### EXERCISE REQUIREMENTS
Counting every line in the records below that holds "true", give the total and add nothing.

Records from a collection:
=== Begin Enclosure ===

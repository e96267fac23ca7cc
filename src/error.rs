//! Error types for the REST API.

use crate::db::DbError;
use axum::Json;
use axum::extract::rejection::{JsonRejection, PathRejection, QueryRejection};
use axum::http::StatusCode;
use axum::response::{IntoResponse, Response};
use serde::Serialize;
use tracing::{error, warn};
use utoipa::ToSchema;


/// API error response body.
#[derive(Debug, Serialize, ToSchema)]
pub struct ErrorResponse {
    /// Error message.
    pub error: String,
    /// Error code.
    pub code: String,
}

/// API error types.
#[derive(Debug, thiserror::Error)]
pub enum ApiError {
    /// Resource not found.
    #[error("Not found: {0}")]
    NotFound(String),

    /// Request payload failed validation.
    #[error("Validation failed: {0}")]
    Validation(String),

    /// Malformed request.
    #[error("Invalid request: {0}")]
    InvalidRequest(String),

    /// Request conflicts with an existing record.
    #[error("Conflict: {0}")]
    Conflict(String),

    /// Database error.
    #[error("Database error: {0}")]
    Database(String),

    /// Internal server error.
    #[error("Internal server error: {0}")]
    Internal(String),
}

impl ApiError {
    /// Not-found error for the `entity` row identified by `id`.
    pub fn not_found(entity: &str, id: impl std::fmt::Display) -> Self {
        ApiError::NotFound(format!("{entity} {id}"))
    }

    /// Returns the HTTP status and machine-readable code for this error.
    #[must_use]
    pub fn status_and_code(&self) -> (StatusCode, &'static str) {
        match self {
            ApiError::NotFound(_) => (StatusCode::NOT_FOUND, "NOT_FOUND"),
            ApiError::Validation(_) => (StatusCode::UNPROCESSABLE_ENTITY, "VALIDATION_ERROR"),
            ApiError::InvalidRequest(_) => (StatusCode::BAD_REQUEST, "INVALID_REQUEST"),
            ApiError::Conflict(_) => (StatusCode::CONFLICT, "CONFLICT"),
            ApiError::Database(_) => (StatusCode::INTERNAL_SERVER_ERROR, "DATABASE_ERROR"),
            ApiError::Internal(_) => (StatusCode::INTERNAL_SERVER_ERROR, "INTERNAL_ERROR"),
        }
    }
}

impl IntoResponse for ApiError {
    fn into_response(self) -> Response {
        let (status, code) = self.status_and_code();

        let body = Json(ErrorResponse {
            error: self.to_string(),
            code: code.to_string(),
        });

        (status, body).into_response()
    }
}

impl From<DbError> for ApiError {
    fn from(err: DbError) -> Self {
        match err {
            DbError::UnknownColumn { column, .. } => {
                ApiError::Validation(format!("unknown field: {column}"))
            }
            DbError::ConstraintViolation { .. } => {
                warn!(error = %err, "Statement rejected by a constraint");
                ApiError::Conflict("request conflicts with an existing record".to_string())
            }
            DbError::Connection(_) | DbError::PoolExhausted => {
                error!(error = %err, "Database unavailable");
                ApiError::Database("database unavailable".to_string())
            }
            DbError::Query(_) => {
                error!(error = ?err, "Query failed");
                ApiError::Database("failed to execute query".to_string())
            }
        }
    }
}

impl From<JsonRejection> for ApiError {
    fn from(rejection: JsonRejection) -> Self {
        match rejection {
            JsonRejection::JsonDataError(e) => ApiError::Validation(e.body_text()),
            other => ApiError::InvalidRequest(other.body_text()),
        }
    }
}

impl From<PathRejection> for ApiError {
    fn from(rejection: PathRejection) -> Self {
        ApiError::InvalidRequest(rejection.body_text())
    }
}

impl From<QueryRejection> for ApiError {
    fn from(rejection: QueryRejection) -> Self {
        ApiError::InvalidRequest(rejection.body_text())
    }
}
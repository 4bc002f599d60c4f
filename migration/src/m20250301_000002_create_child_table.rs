use sea_orm_migration::{prelude::*, schema::*};

use crate::iden::*;

#[derive(DeriveMigrationName)]
pub struct Migration;

#[async_trait::async_trait]
impl MigrationTrait for Migration {
    async fn up(&self, manager: &SchemaManager) -> Result<(), DbErr> {
        let table = table_auto(Child::Table)
            .col(string(Child::Id).primary_key())
            .col(string(Child::RegistrationId))
            .col(integer(Child::Position))
            .col(string(Child::Name))
            .col(string_len(Child::Gender, 10))
            .col(integer(Child::Age))
            .foreign_key(
                ForeignKey::create()
                    .name("fk_child_registration")
                    .from(Child::Table, Child::RegistrationId)
                    .to(Registration::Table, Registration::Id)
                    .on_delete(ForeignKeyAction::Cascade),
            )
            .to_owned();
        manager.create_table(table).await?;

        manager
            .create_index(
                Index::create()
                    .name("idx_child_registration")
                    .table(Child::Table)
                    .col(Child::RegistrationId)
                    .to_owned(),
            )
            .await?;

        Ok(())
    }

    async fn down(&self, manager: &SchemaManager) -> Result<(), DbErr> {
        manager
            .drop_table(Table::drop().table(Child::Table).to_owned())
            .await?;

        Ok(())
    }
}
//! Registration records as the API sees them, and the rules for turning a
//! create request into one.

pub mod store;

use chrono::{NaiveDateTime, Utc};
use serde::{Deserialize, Serialize};
use serde_json::Value;
use uuid::Uuid;

use crate::entities::{
    child,
    registration,
    sea_orm_active_enums::{ChildGender, Gender},
};
use crate::error::ApiError;
use crate::qr::{PayloadChild, QrPayload};

/// Body of `POST /registrations`. Every field is optional at the wire level
/// so that missing fields surface as a validation error naming them.
#[derive(Debug, Clone, Default, PartialEq, Deserialize)]
#[serde(rename_all = "camelCase")]
pub struct CreateRegistration {
    pub first_name: Option<String>,
    pub last_name: Option<String>,
    pub phone: Option<String>,
    pub gender: Option<String>,
    pub address: Option<String>,
    pub has_children: Option<bool>,
    pub children: Option<Vec<CreateChild>>,
    pub qr_code: Option<String>,
}

#[derive(Debug, Clone, Default, PartialEq, Deserialize)]
pub struct CreateChild {
    pub name: Option<String>,
    pub gender: Option<String>,
    /// A number or numeric text.
    pub age: Option<Value>,
}

#[derive(Debug, Clone, PartialEq, Eq, Serialize)]
#[serde(rename_all = "camelCase")]
pub struct RegistrationRecord {
    pub id: String,
    pub first_name: String,
    pub last_name: String,
    pub phone: String,
    pub gender: Gender,
    pub address: String,
    pub has_children: bool,
    pub children: Vec<ChildRecord>,
    pub qr_code: String,
    /// Unix epoch milliseconds.
    pub timestamp: i64,
    pub attended: bool,
}

#[derive(Debug, Clone, PartialEq, Eq, Serialize)]
pub struct ChildRecord {
    pub id: String,
    pub name: String,
    pub gender: ChildGender,
    pub age: i32,
}

fn required(value: Option<String>, name: &'static str, missing: &mut Vec<&'static str>) -> String {
    match value {
        Some(v) if !v.trim().is_empty() => v,
        _ => {
            missing.push(name);
            String::new()
        }
    }
}

/// Leading integer of a number or text, like `parseInt`; 0 when there is none.
fn parse_age(age: Option<&Value>) -> i32 {
    match age {
        Some(Value::Number(n)) => n
            .as_i64()
            .or_else(|| n.as_f64().map(|f| f.trunc() as i64))
            .and_then(|n| i32::try_from(n).ok())
            .unwrap_or(0),
        Some(Value::String(s)) => {
            let s = s.trim();
            let end = s
                .char_indices()
                .find(|&(i, c)| !(c.is_ascii_digit() || (i == 0 && (c == '-' || c == '+'))))
                .map_or(s.len(), |(i, _)| i);
            s[..end].parse().unwrap_or(0)
        }
        _ => 0,
    }
}

impl CreateRegistration {
    /// Checks the required fields and builds a new, not yet stored record
    /// with a fresh id and creation time. Unknown genders become `other`.
    pub fn into_record(self) -> Result<RegistrationRecord, ApiError> {
        let mut missing = Vec::new();
        let first_name = required(self.first_name, "firstName", &mut missing);
        let last_name = required(self.last_name, "lastName", &mut missing);
        let phone = required(self.phone, "phone", &mut missing);
        let gender = required(self.gender, "gender", &mut missing);
        let address = required(self.address, "address", &mut missing);
        if !missing.is_empty() {
            return Err(ApiError::missing_fields(missing));
        }

        let children = self
            .children
            .unwrap_or_default()
            .into_iter()
            .map(|child| ChildRecord {
                id: Uuid::new_v4().to_string(),
                name: child.name.unwrap_or_default(),
                gender: ChildGender::from_input(child.gender.as_deref().unwrap_or_default()),
                age: parse_age(child.age.as_ref()),
            })
            .collect();

        Ok(RegistrationRecord {
            id: Uuid::new_v4().to_string(),
            first_name,
            last_name,
            phone,
            gender: Gender::from_input(&gender),
            address,
            has_children: self.has_children.unwrap_or(false),
            children,
            qr_code: self.qr_code.unwrap_or_default(),
            timestamp: Utc::now().timestamp_millis(),
            attended: false,
        })
    }
}

impl RegistrationRecord {
    pub fn from_models(model: registration::Model, mut children: Vec<child::Model>) -> Self {
        children.sort_by_key(|c| c.position);
        Self {
            id: model.id,
            first_name: model.first_name,
            last_name: model.last_name,
            phone: model.phone,
            gender: model.gender,
            address: model.address,
            has_children: model.has_children,
            children: children
                .into_iter()
                .map(|c| ChildRecord {
                    id: c.id,
                    name: c.name,
                    gender: c.gender,
                    age: c.age,
                })
                .collect(),
            qr_code: model.qr_code,
            timestamp: model.timestamp.and_utc().timestamp_millis(),
            attended: model.attended,
        }
    }

    pub fn created_at(&self) -> NaiveDateTime {
        chrono::DateTime::from_timestamp_millis(self.timestamp)
            .unwrap_or_default()
            .naive_utc()
    }
}

impl From<&RegistrationRecord> for QrPayload {
    fn from(record: &RegistrationRecord) -> Self {
        QrPayload {
            id: record.id.clone(),
            first_name: record.first_name.clone(),
            last_name: record.last_name.clone(),
            phone: record.phone.clone(),
            gender: record.gender,
            address: record.address.clone(),
            has_children: record.has_children,
            children: record
                .children
                .iter()
                .map(|c| PayloadChild {
                    id: c.id.clone(),
                    name: c.name.clone(),
                    gender: c.gender,
                    age: c.age,
                })
                .collect(),
            timestamp: record.timestamp,
        }
    }
}
pub use super::child::Entity as Child;
pub use super::registration::Entity as Registration;
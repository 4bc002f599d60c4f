use axum::{
    Json,
    extract::{State, rejection::JsonRejection},
};
use serde::{Deserialize, Serialize};
use tracing::info;

use crate::{
    auth::{require_user, user::AuthSession},
    error::ApiError,
    qr::QrPayload,
    registrations::{RegistrationRecord, store},
    router::AppState,
};

#[derive(Debug, Deserialize)]
pub struct ScanRequest {
    code: Option<String>,
}

#[derive(Debug, Serialize)]
#[serde(rename_all = "camelCase")]
pub struct ScanResult {
    pub registration: RegistrationRecord,
    /// The registration had already been checked in before this scan.
    pub already_attended: bool,
}

/// Checks an attendee in from a pasted payload. Nothing changes unless the
/// payload decodes and names a stored registration.
pub async fn scan(
    State(state): State<AppState>,
    auth_session: AuthSession,
    payload: Result<Json<ScanRequest>, JsonRejection>,
) -> Result<Json<ScanResult>, ApiError> {
    let operator = require_user(&auth_session)?;
    let db = state.db()?;

    let Json(ScanRequest { code }) = payload.map_err(|e| ApiError::validation(e.body_text()))?;
    let code = code.filter(|c| !c.trim().is_empty()).ok_or_else(|| ApiError::Validation {
        message: "code is required".to_string(),
        fields: vec!["code"],
    })?;

    let decoded = QrPayload::decode(&code)?;
    let existing = store::find_by_id(db, &decoded.id)
        .await?
        .ok_or(ApiError::NotFound("registration"))?;

    let registration = store::set_attended(db, &existing.id, true)
        .await?
        .ok_or(ApiError::NotFound("registration"))?;

    info!(
        "{} checked in {} {}",
        operator.email, registration.first_name, registration.last_name
    );
    Ok(Json(ScanResult {
        registration,
        already_attended: existing.attended,
    }))
}
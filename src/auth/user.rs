use std::convert::Infallible;
use std::sync::Arc;

use async_trait::async_trait;
use axum_login::{AuthUser, AuthnBackend, UserId};
use serde::Deserialize;
use tracing::debug;

use super::credentials::{AdminUser, CredentialProvider, session_still_valid};

impl AuthUser for AdminUser {
    type Id = String;

    fn id(&self) -> Self::Id {
        self.email.clone()
    }

    // A password change logs existing sessions out.
    fn session_auth_hash(&self) -> &[u8] {
        self.password().as_bytes()
    }
}

#[derive(Debug, Clone, Deserialize)]
pub struct Credentials {
    pub email: String,
    pub password: String,
}

#[derive(Debug, Clone)]
pub struct Backend {
    credentials: Arc<dyn CredentialProvider>,
}

impl Backend {
    pub fn new(credentials: Arc<dyn CredentialProvider>) -> Self {
        Self { credentials }
    }
}

#[async_trait]
impl AuthnBackend for Backend {
    type User = AdminUser;
    type Credentials = Credentials;
    type Error = Infallible;

    async fn authenticate(
        &self,
        creds: Self::Credentials,
    ) -> Result<Option<Self::User>, Self::Error> {
        let user = self.credentials.validate(&creds.email, &creds.password);
        if user.is_none() {
            debug!("No account matches the submitted credentials");
        }
        Ok(user)
    }

    async fn get_user(&self, user_id: &UserId<Self>) -> Result<Option<Self::User>, Self::Error> {
        let user = session_still_valid(self.credentials.as_ref(), user_id);
        if user.is_none() {
            debug!("Session refers to an account that no longer exists");
        }
        Ok(user)
    }
}

pub type AuthSession = axum_login::AuthSession<Backend>;
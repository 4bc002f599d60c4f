use std::io::Cursor;

use base64::{Engine, engine::general_purpose::STANDARD};
use image::{GrayImage, ImageFormat, ImageResult, Luma};

pub const IMAGE_SIZE: u32 = 200;
pub const GRID_SIZE: u32 = 8;
const CELL_SIZE: u32 = IMAGE_SIZE / GRID_SIZE;

const BLACK: Luma<u8> = Luma([0]);
const WHITE: Luma<u8> = Luma([255]);

/// Which grid cells are painted, row-major. Cell `i` is black when the i-th
/// UTF-16 code unit of `text` is even; cells past the end of `text` stay
/// white.
pub fn pattern_cells(text: &str) -> Vec<bool> {
    let mut cells = vec![false; (GRID_SIZE * GRID_SIZE) as usize];
    for (cell, unit) in cells.iter_mut().zip(text.encode_utf16()) {
        *cell = unit % 2 == 0;
    }
    cells
}

/// Renders the placeholder pattern for `text` as a PNG data URI.
///
/// Not a real QR code: standard readers cannot scan it.
pub fn render_pattern(text: &str) -> ImageResult<String> {
    let mut img = GrayImage::from_pixel(IMAGE_SIZE, IMAGE_SIZE, WHITE);

    for (i, black) in pattern_cells(text).into_iter().enumerate() {
        if !black {
            continue;
        }
        let row = i as u32 / GRID_SIZE;
        let col = i as u32 % GRID_SIZE;
        for y in row * CELL_SIZE..(row + 1) * CELL_SIZE {
            for x in col * CELL_SIZE..(col + 1) * CELL_SIZE {
                img.put_pixel(x, y, BLACK);
            }
        }
    }

    let mut png = Vec::new();
    img.write_to(&mut Cursor::new(&mut png), ImageFormat::Png)?;
    Ok(format!("data:image/png;base64,{}", STANDARD.encode(png)))
}

#[cfg(test)]
mod tests {
    use super::*;

    fn decode_data_uri(uri: &str) -> GrayImage {
        let encoded = uri.strip_prefix("data:image/png;base64,").unwrap();
        let bytes = STANDARD.decode(encoded).unwrap();
        image::load_from_memory(&bytes).unwrap().to_luma8()
    }

    #[test]
    fn even_character_codes_paint_cells() {
        // 'A' = 65, 'B' = 66, 'D' = 68
        let cells = pattern_cells("ABD");
        assert_eq!(cells.len(), 64);
        assert_eq!(&cells[..3], &[false, true, true]);
        assert!(cells[3..].iter().all(|c| !c));
    }

    #[test]
    fn only_the_first_sixty_four_characters_count() {
        let text = format!("{}{}", "A".repeat(64), "B".repeat(10));
        assert!(pattern_cells(&text).iter().all(|c| !c));
    }

    #[test]
    fn pattern_is_deterministic() {
        assert_eq!(
            render_pattern("eyJpZCI6IjEifQ==").unwrap(),
            render_pattern("eyJpZCI6IjEifQ==").unwrap()
        );
    }

    #[test]
    fn rendered_image_matches_cells() {
        // Second cell (row 0, col 1) and tenth cell (row 1, col 1) are black.
        let text = "ABAAAAAAAB";
        let img = decode_data_uri(&render_pattern(text).unwrap());

        assert_eq!(img.dimensions(), (IMAGE_SIZE, IMAGE_SIZE));
        assert_eq!(img.get_pixel(10, 10), &WHITE);
        assert_eq!(img.get_pixel(CELL_SIZE + 10, 10), &BLACK);
        assert_eq!(img.get_pixel(CELL_SIZE + 10, CELL_SIZE + 10), &BLACK);
        assert_eq!(img.get_pixel(10, CELL_SIZE + 10), &WHITE);
        assert_eq!(img.get_pixel(IMAGE_SIZE - 1, IMAGE_SIZE - 1), &WHITE);
    }
}
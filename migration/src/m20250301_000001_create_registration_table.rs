use sea_orm_migration::{prelude::*, schema::*};

use crate::iden::*;

#[derive(DeriveMigrationName)]
pub struct Migration;

#[async_trait::async_trait]
impl MigrationTrait for Migration {
    async fn up(&self, manager: &SchemaManager) -> Result<(), DbErr> {
        // Gender is stored uppercase (MALE, FEMALE, OTHER)
        let table = table_auto(Registration::Table)
            .col(string(Registration::Id).primary_key())
            .col(string(Registration::FirstName))
            .col(string(Registration::LastName))
            .col(string(Registration::Phone))
            .col(string_len(Registration::Gender, 10))
            .col(text(Registration::Address))
            .col(boolean(Registration::HasChildren).default(false))
            .col(text(Registration::QrCode))
            .col(timestamp(Registration::Timestamp))
            .col(boolean(Registration::Attended).default(false))
            .to_owned();
        manager.create_table(table).await?;

        manager
            .create_index(
                Index::create()
                    .name("idx_registration_timestamp")
                    .table(Registration::Table)
                    .col(Registration::Timestamp)
                    .to_owned(),
            )
            .await?;

        Ok(())
    }

    async fn down(&self, manager: &SchemaManager) -> Result<(), DbErr> {
        manager
            .drop_table(Table::drop().table(Registration::Table).to_owned())
            .await?;

        Ok(())
    }
}
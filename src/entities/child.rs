use sea_orm::entity::prelude::*;

use super::sea_orm_active_enums::ChildGender;

#[derive(Clone, Debug, PartialEq, Eq, DeriveEntityModel)]
#[sea_orm(table_name = "child")]
pub struct Model {
    #[sea_orm(primary_key, auto_increment = false)]
    pub id: String,
    pub registration_id: String,
    pub position: i32,
    pub name: String,
    pub gender: ChildGender,
    pub age: i32,
}

#[derive(Copy, Clone, Debug, EnumIter, DeriveRelation)]
pub enum Relation {
    #[sea_orm(
        belongs_to = "super::registration::Entity",
        from = "Column::RegistrationId",
        to = "super::registration::Column::Id",
        on_update = "NoAction",
        on_delete = "Cascade"
    )]
    Registration,
}

impl Related<super::registration::Entity> for Entity {
    fn to() -> RelationDef {
        Relation::Registration.def()
    }
}

impl ActiveModelBehavior for ActiveModel {}
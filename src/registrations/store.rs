//! Persistence for registrations and their children.

use sea_orm::{
    ActiveModelTrait, ColumnTrait, DatabaseConnection, DbErr, EntityTrait, LoaderTrait,
    PaginatorTrait, QueryFilter, QueryOrder, Set, TransactionTrait,
};
use tracing::debug;

use super::RegistrationRecord;
use crate::entities::{child, prelude::*, registration};

#[derive(Debug, Clone, Copy, PartialEq, Eq)]
pub struct Counts {
    pub total: u64,
    pub with_children: u64,
    pub attended: u64,
}

/// Stores a registration and its children in one transaction, then reads it
/// back.
pub async fn insert(
    db: &DatabaseConnection,
    record: &RegistrationRecord,
) -> Result<RegistrationRecord, DbErr> {
    let txn = db.begin().await?;

    let registration_model = registration::ActiveModel {
        id: Set(record.id.clone()),
        first_name: Set(record.first_name.clone()),
        last_name: Set(record.last_name.clone()),
        phone: Set(record.phone.clone()),
        gender: Set(record.gender),
        address: Set(record.address.clone()),
        has_children: Set(record.has_children),
        qr_code: Set(record.qr_code.clone()),
        timestamp: Set(record.created_at()),
        attended: Set(false),
    };
    debug!("Creating registration {}", record.id);
    registration_model.insert(&txn).await?;

    if !record.children.is_empty() {
        let children = record
            .children
            .iter()
            .enumerate()
            .map(|(position, c)| child::ActiveModel {
                id: Set(c.id.clone()),
                registration_id: Set(record.id.clone()),
                position: Set(position as i32),
                name: Set(c.name.clone()),
                gender: Set(c.gender),
                age: Set(c.age),
            });
        Child::insert_many(children).exec_without_returning(&txn).await?;
    }

    txn.commit().await?;

    find_by_id(db, &record.id)
        .await?
        .ok_or_else(|| DbErr::RecordNotFound(format!("registration {}", record.id)))
}

/// All registrations, most recent first, children in submission order.
pub async fn list(db: &DatabaseConnection) -> Result<Vec<RegistrationRecord>, DbErr> {
    let registrations = Registration::find()
        .order_by_desc(registration::Column::Timestamp)
        .all(db)
        .await?;
    let children = registrations
        .load_many(
            Child::find().order_by_asc(child::Column::Position),
            db,
        )
        .await?;

    Ok(registrations
        .into_iter()
        .zip(children)
        .map(|(r, c)| RegistrationRecord::from_models(r, c))
        .collect())
}

pub async fn find_by_id(
    db: &DatabaseConnection,
    id: &str,
) -> Result<Option<RegistrationRecord>, DbErr> {
    let registration = Registration::find_by_id(id.to_string()).one(db).await?;
    with_children(db, registration).await
}

/// Looks a registration up by its stored QR value, not its id.
pub async fn find_by_qr_code(
    db: &DatabaseConnection,
    qr_code: &str,
) -> Result<Option<RegistrationRecord>, DbErr> {
    let registration = Registration::find()
        .filter(registration::Column::QrCode.eq(qr_code))
        .one(db)
        .await?;
    with_children(db, registration).await
}

async fn with_children(
    db: &DatabaseConnection,
    registration: Option<registration::Model>,
) -> Result<Option<RegistrationRecord>, DbErr> {
    let Some(registration) = registration else {
        return Ok(None);
    };
    let children = Child::find()
        .filter(child::Column::RegistrationId.eq(registration.id.clone()))
        .order_by_asc(child::Column::Position)
        .all(db)
        .await?;
    Ok(Some(RegistrationRecord::from_models(registration, children)))
}

/// Unconditional overwrite of the attendance flag. `None` when the id is
/// unknown.
pub async fn set_attended(
    db: &DatabaseConnection,
    id: &str,
    attended: bool,
) -> Result<Option<RegistrationRecord>, DbErr> {
    let Some(existing) = Registration::find_by_id(id.to_string()).one(db).await? else {
        return Ok(None);
    };

    let mut registration: registration::ActiveModel = existing.into();
    registration.attended = Set(attended);
    let updated = registration.update(db).await?;
    debug!("Registration {} attended = {}", updated.id, updated.attended);

    with_children(db, Some(updated)).await
}

pub async fn count(db: &DatabaseConnection) -> Result<u64, DbErr> {
    Registration::find().count(db).await
}

pub async fn counts(db: &DatabaseConnection) -> Result<Counts, DbErr> {
    let total = count(db).await?;
    let with_children = Registration::find()
        .filter(registration::Column::HasChildren.eq(true))
        .count(db)
        .await?;
    let attended = Registration::find()
        .filter(registration::Column::Attended.eq(true))
        .count(db)
        .await?;
    Ok(Counts {
        total,
        with_children,
        attended,
    })
}
//! API error taxonomy and its HTTP mapping.
//!
//! Configuration problems (no database), caller mistakes, missing records and
//! unexpected failures each get their own status so the UI can tell them
//! apart. Internal details are logged, never returned.

use axum::{
    Json,
    http::StatusCode,
    response::{IntoResponse, Response},
};
use serde::Serialize;

use crate::qr::PayloadError;

#[derive(Debug, thiserror::Error)]
pub enum ApiError {
    #[error("storage is not configured")]
    StorageUnavailable,

    #[error("{message}")]
    Validation {
        message: String,
        fields: Vec<&'static str>,
    },

    #[error("{0} not found")]
    NotFound(&'static str),

    #[error("authentication required")]
    Unauthorized,

    #[error("invalid email or password")]
    InvalidCredentials,

    #[error("insufficient role")]
    Forbidden,

    #[error("event is full ({0} attendees)")]
    Capacity(u64),

    #[error(transparent)]
    Database(#[from] sea_orm::DbErr),

    #[error(transparent)]
    Internal(#[from] anyhow::Error),
}

impl ApiError {
    pub fn validation(message: impl Into<String>) -> Self {
        Self::Validation {
            message: message.into(),
            fields: Vec::new(),
        }
    }

    pub fn missing_fields(fields: Vec<&'static str>) -> Self {
        Self::Validation {
            message: format!("missing required fields: {}", fields.join(", ")),
            fields,
        }
    }

    pub fn status(&self) -> StatusCode {
        match self {
            ApiError::StorageUnavailable => StatusCode::SERVICE_UNAVAILABLE,
            ApiError::Validation { .. } => StatusCode::BAD_REQUEST,
            ApiError::NotFound(_) => StatusCode::NOT_FOUND,
            ApiError::Unauthorized | ApiError::InvalidCredentials => StatusCode::UNAUTHORIZED,
            ApiError::Forbidden => StatusCode::FORBIDDEN,
            ApiError::Capacity(_) => StatusCode::CONFLICT,
            ApiError::Database(_) | ApiError::Internal(_) => StatusCode::INTERNAL_SERVER_ERROR,
        }
    }

    fn code(&self) -> &'static str {
        match self {
            ApiError::StorageUnavailable => "STORAGE_UNAVAILABLE",
            ApiError::Validation { .. } => "VALIDATION_ERROR",
            ApiError::NotFound(_) => "NOT_FOUND",
            ApiError::Unauthorized => "UNAUTHORIZED",
            ApiError::InvalidCredentials => "INVALID_CREDENTIALS",
            ApiError::Forbidden => "FORBIDDEN",
            ApiError::Capacity(_) => "EVENT_FULL",
            ApiError::Database(_) | ApiError::Internal(_) => "INTERNAL_SERVER_ERROR",
        }
    }
}

impl From<PayloadError> for ApiError {
    fn from(err: PayloadError) -> Self {
        ApiError::validation(format!("invalid QR payload: {err}"))
    }
}

#[derive(Debug, Serialize)]
struct ErrorBody {
    code: &'static str,
    message: String,
    #[serde(skip_serializing_if = "Vec::is_empty")]
    fields: Vec<&'static str>,
}

impl IntoResponse for ApiError {
    fn into_response(self) -> Response {
        let status = self.status();
        let code = self.code();
        let message = match &self {
            ApiError::Database(_) | ApiError::Internal(_) => {
                tracing::error!(error = %self, "Internal server error");
                "An internal error occurred".to_string()
            }
            ApiError::StorageUnavailable => {
                tracing::warn!("Request rejected: database is not configured");
                self.to_string()
            }
            _ => self.to_string(),
        };
        let fields = match self {
            ApiError::Validation { fields, .. } => fields,
            _ => Vec::new(),
        };

        let body = ErrorBody {
            code,
            message,
            fields,
        };
        (status, Json(body)).into_response()
    }
}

=== End Enclosure ===

### SOLUTION
4